Dataset excerpts
--------------------------------------------------

// ── Background tasks ─────────────────────────────────────────────

enum Absorb {
    Continue,
    Armed,
    Closed,
}

/// Stash one received event in the pending slot. A later event within
/// the same frame overwrites it; superseded events never reach the
/// reducer.
fn absorb(
    pending: &mut Coalescer<Arc<WsMessage>>,
    msg: Result<Arc<WsMessage>, broadcast::error::RecvError>,
) -> Absorb {
    match msg {
        Ok(msg) => {
            if pending.offer(msg) {
                Absorb::Armed
            } else {
                Absorb::Continue
            }
        }
        Err(broadcast::error::RecvError::Lagged(skipped)) => {
            warn!(skipped, "monitor event stream lagged, events dropped");
            Absorb::Continue
        }
        Err(broadcast::error::RecvError::Closed) => Absorb::Closed,
    }
}

/// Fold live events into the store, at most one publish per frame.
///
/// The pending slot is last-write-wins: events arriving within one frame
/// interval replace each other, and only the survivor is applied to the
/// current state and published when the frame timer fires. Cancellation
/// drops any pending event without publishing it.
async fn bridge_task(
    store: Arc<MonitorStore>,
    mut messages: broadcast::Receiver<Arc<WsMessage>>,
    frame: Duration,
    cancel: CancellationToken,
) {
    let mut pending: Coalescer<Arc<WsMessage>> = Coalescer::new();
    let mut deadline = Instant::now();

    loop {
        if pending.is_armed() {
            tokio::select! {
                biased;
                () = cancel.cancelled() => break,
                () = tokio::time::sleep_until(deadline) => {
                    if let Some(msg) = pending.flush() {
                        store.publish(store.snapshot().apply(&msg));
                    }
                }
                msg = messages.recv() => {
                    match absorb(&mut pending, msg) {
                        Absorb::Closed => break,
                        Absorb::Continue | Absorb::Armed => {}
                    }
                }
            }
        } else {
            tokio::select! {
                biased;
                () = cancel.cancelled() => break,
                msg = messages.recv() => {
                    match absorb(&mut pending, msg) {
                        Absorb::Closed => break,
                        Absorb::Armed => deadline = Instant::now() + frame,
                        Absorb::Continue => {}
                    }
                }
            }
        }
    }

    if pending.is_armed() {
        debug!("bridge task cancelled with a pending event, dropping it");
    }
}
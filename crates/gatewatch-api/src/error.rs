use thiserror::Error;

/// Top-level error type for the `gatewatch-api` crate.
///
/// Covers every failure mode across both API surfaces: transport, the
/// gateway REST API, and the WebSocket stream. `gatewatch-core` maps
/// these into user-facing diagnostics.
#[derive(Debug, Error)]
pub enum Error {
    // ── Authentication ──────────────────────────────────────────────
    /// API key or share token rejected by the gateway.
    #[error("Authentication failed: {message}")]
    Authentication { message: String },

    /// Share token is invalid, revoked, or expired.
    #[error("Share link invalid or expired")]
    ShareExpired,

    // ── Transport ───────────────────────────────────────────────────
    /// HTTP transport error (connection refused, DNS failure, etc.)
    #[error("HTTP transport error: {0}")]
    Transport(#[from] reqwest::Error),

    /// URL parsing error.
    #[error("Invalid URL: {0}")]
    InvalidUrl(#[from] url::ParseError),

    /// TLS handshake or certificate error.
    #[error("TLS error: {0}")]
    Tls(String),

    // ── Gateway API ─────────────────────────────────────────────────
    /// Structured error from the gateway API.
    #[error("Gateway API error (HTTP {status}): {message}")]
    Api {
        message: String,
        code: Option<String>,
        status: u16,
    },

    // ── WebSocket ───────────────────────────────────────────────────
    /// WebSocket connection failed.
    #[error("WebSocket connection failed: {0}")]
    WebSocketConnect(String),

    // ── Data ────────────────────────────────────────────────────────
    /// JSON deserialization failed, with the raw body for debugging.
    #[error("Deserialization error: {message}")]
    Deserialization { message: String, body: String },
}

impl Error {
    /// Returns `true` if this is a transient error worth retrying.
    pub fn is_transient(&self) -> bool {
        match self {
            Self::Transport(e) => e.is_timeout() || e.is_connect(),
            Self::WebSocketConnect(_) => true,
            _ => false,
        }
    }

    /// Returns `true` if this is a "not found" error.
    pub fn is_not_found(&self) -> bool {
        match self {
            Self::Transport(e) => e.status() == Some(reqwest::StatusCode::NOT_FOUND),
            Self::Api { status: 404, .. } => true,
            _ => false,
        }
    }
}
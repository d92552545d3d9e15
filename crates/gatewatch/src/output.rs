//! Output formatting: table, JSON, YAML, plain.
//!
//! Renders data in the format selected by `--output`. Table uses `tabled`,
//! structured formats use serde, plain emits one identifier per line.

use std::io::{self, IsTerminal, Write};

use tabled::{Table, Tabled, settings::Style};

use crate::cli::{ColorMode, OutputFormat};

// ── Color helpers ────────────────────────────────────────────────────

/// Determine whether color output should be enabled.
pub fn should_color(mode: &ColorMode) -> bool {
    match mode {
        ColorMode::Always => true,
        ColorMode::Never => false,
        ColorMode::Auto => io::stdout().is_terminal() && std::env::var("NO_COLOR").is_err(),
    }
}

// ── Render dispatchers ───────────────────────────────────────────────

/// Render a list of serde-serializable + tabled items in the chosen format.
///
/// - `table`: uses the `Tabled` derive to build a pretty table
/// - `json` / `json-compact`: serializes the original data via serde
/// - `yaml`: serializes via serde_yaml
/// - `plain`: calls `id_fn` on each item to emit one identifier per line
pub fn render_list<T, R>(
    format: &OutputFormat,
    data: &[T],
    to_row: impl Fn(&T) -> R,
    id_fn: impl Fn(&T) -> String,
) -> String
where
    T: serde::Serialize,
    R: Tabled,
{
    match format {
        OutputFormat::Table => {
            let rows: Vec<R> = data.iter().map(to_row).collect();
            render_table(&rows)
        }
        OutputFormat::Json => render_json(data, false),
        OutputFormat::JsonCompact => render_json(data, true),
        OutputFormat::Yaml => render_yaml(data),
        OutputFormat::Plain => data.iter().map(&id_fn).collect::<Vec<_>>().join("\n"),
    }
}

/// Render a single serde-serializable item in the chosen format.
///
/// Table rendering uses a custom `detail_fn` that returns a pre-formatted
/// string, since single-item detail views don't use `Tabled` derive.
pub fn render_single<T>(
    format: &OutputFormat,
    data: &T,
    detail_fn: impl Fn(&T) -> String,
    id_fn: impl Fn(&T) -> String,
) -> String
where
    T: serde::Serialize,
{
    match format {
        OutputFormat::Table => detail_fn(data),
        OutputFormat::Json => render_json(data, false),
        OutputFormat::JsonCompact => render_json(data, true),
        OutputFormat::Yaml => render_yaml(data),
        OutputFormat::Plain => id_fn(data),
    }
}

/// Print the rendered output to stdout, respecting quiet mode.
pub fn print_output(output: &str, quiet: bool) {
    if quiet || output.is_empty() {
        return;
    }
    let mut stdout = io::stdout().lock();
    let _ = writeln!(stdout, "{output}");
}

// ── Format-specific renderers ────────────────────────────────────────

fn render_table<R: Tabled>(rows: &[R]) -> String {
    Table::new(rows).with(Style::rounded()).to_string()
}

/// Pretty-printed JSON.
pub(crate) fn render_json_pretty<T: serde::Serialize + ?Sized>(data: &T) -> String {
    serde_json::to_string_pretty(data).expect("serialization should not fail")
}

/// Compact single-line JSON.
pub(crate) fn render_json_compact<T: serde::Serialize + ?Sized>(data: &T) -> String {
    serde_json::to_string(data).expect("serialization should not fail")
}

fn render_json<T: serde::Serialize + ?Sized>(data: &T, compact: bool) -> String {
    if compact {
        render_json_compact(data)
    } else {
        render_json_pretty(data)
    }
}

/// YAML output.
pub(crate) fn render_yaml<T: serde::Serialize + ?Sized>(data: &T) -> String {
    serde_yaml::to_string(data).expect("serialization should not fail")
}
// Wire DTOs for the gateway REST API.
//
// Field names match the gateway's JSON exactly. Everything beyond the
// identifiers is optional or defaulted -- the gateway omits fields freely
// and the client must tolerate partial payloads.

use serde::{Deserialize, Serialize};

// ── Dashboard ───────────────────────────────────────────────────────

/// `GET /api/monitor/dashboard` response: the full dashboard snapshot
/// used to hydrate the store before the live stream takes over.
#[derive(Debug, Clone, Serialize, Deserialize)]
pub struct DashboardResponse {
    pub account_id: String,
    #[serde(default)]
    pub account_name: String,
    #[serde(default)]
    pub nodes: Vec<NodeDto>,
    #[serde(default)]
    pub updated_at: String,
}

/// One monitored upstream node as the gateway reports it.
#[derive(Debug, Clone, Serialize, Deserialize)]
pub struct NodeDto {
    pub id: String,
    #[serde(default)]
    pub name: String,
    #[serde(default)]
    pub url: String,
    #[serde(default)]
    pub status: String,
    #[serde(default)]
    pub weight: i64,
    #[serde(default)]
    pub is_active: bool,
    #[serde(default)]
    pub disabled: bool,
    #[serde(default)]
    pub success_rate: f64,
    #[serde(default)]
    pub avg_response_time: i64,
    #[serde(default)]
    pub last_check_at: Option<String>,
    #[serde(default)]
    pub last_error: String,
    #[serde(default)]
    pub last_ping_ms: Option<i64>,
    #[serde(default)]
    pub trend_24h: Vec<TrendPointDto>,
    #[serde(default)]
    pub total_requests: i64,
    #[serde(default)]
    pub failed_requests: i64,
}

/// One point of a node's 24-hour success-rate/latency trend.
#[derive(Debug, Clone, Serialize, Deserialize)]
pub struct TrendPointDto {
    pub timestamp: String,
    #[serde(default)]
    pub success_rate: f64,
    #[serde(default)]
    pub avg_time: i64,
}

// ── Monitor shares ──────────────────────────────────────────────────

/// `POST /api/monitor/shares` request body.
#[derive(Debug, Clone, Serialize)]
pub struct CreateShareRequest {
    /// Target account (admins may share another account's dashboard).
    #[serde(skip_serializing_if = "Option::is_none")]
    pub account_id: Option<String>,
    /// One of `"1h"`, `"24h"`, `"168h"`, `"permanent"`.
    pub expire_in: String,
}

/// A monitor share: read-only dashboard access via token.
#[derive(Debug, Clone, Serialize, Deserialize)]
pub struct ShareDto {
    pub id: String,
    #[serde(default)]
    pub account_id: Option<String>,
    pub token: String,
    #[serde(default)]
    pub share_url: Option<String>,
    #[serde(default)]
    pub expire_at: Option<String>,
    #[serde(default)]
    pub created_by: Option<String>,
    #[serde(default)]
    pub created_at: String,
    #[serde(default)]
    pub revoked: bool,
    #[serde(default)]
    pub revoked_at: Option<String>,
}

// ── Health history ──────────────────────────────────────────────────

/// Query parameters for `GET /api/nodes/{id}/health-history`.
#[derive(Debug, Clone, Default)]
pub struct HealthHistoryQuery {
    /// Range start, RFC3339. Gateway default: 24h before `to`.
    pub from: Option<String>,
    /// Range end, RFC3339. Gateway default: now.
    pub to: Option<String>,
    /// Max records (gateway default 300, cap 2000).
    pub limit: Option<u32>,
    pub offset: Option<u32>,
}

/// `GET /api/nodes/{id}/health-history` response.
#[derive(Debug, Clone, Serialize, Deserialize)]
pub struct HealthHistoryResponse {
    pub node_id: String,
    #[serde(default)]
    pub from: String,
    #[serde(default)]
    pub to: String,
    #[serde(default)]
    pub total: u64,
    #[serde(default)]
    pub checks: Vec<HealthCheckDto>,
}

/// One historical health probe result.
#[derive(Debug, Clone, Serialize, Deserialize)]
pub struct HealthCheckDto {
    #[serde(default)]
    pub check_time: String,
    #[serde(default)]
    pub success: bool,
    #[serde(default)]
    pub response_time_ms: i64,
    #[serde(default)]
    pub error_message: String,
    #[serde(default)]
    pub check_method: String,
}

// ── Error body ──────────────────────────────────────────────────────

/// Gateway error responses: `{"error": "..."}`, sometimes with a code.
#[derive(Debug, Deserialize)]
pub(crate) struct ApiErrorBody {
    #[serde(default)]
    pub error: Option<String>,
    #[serde(default)]
    pub code: Option<String>,
    #[serde(default)]
    pub message: Option<String>,
}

--------------------------------------------------

What this task involves: Count of lines that include "deadline" in the records above: write that value only.

Response to the task: 3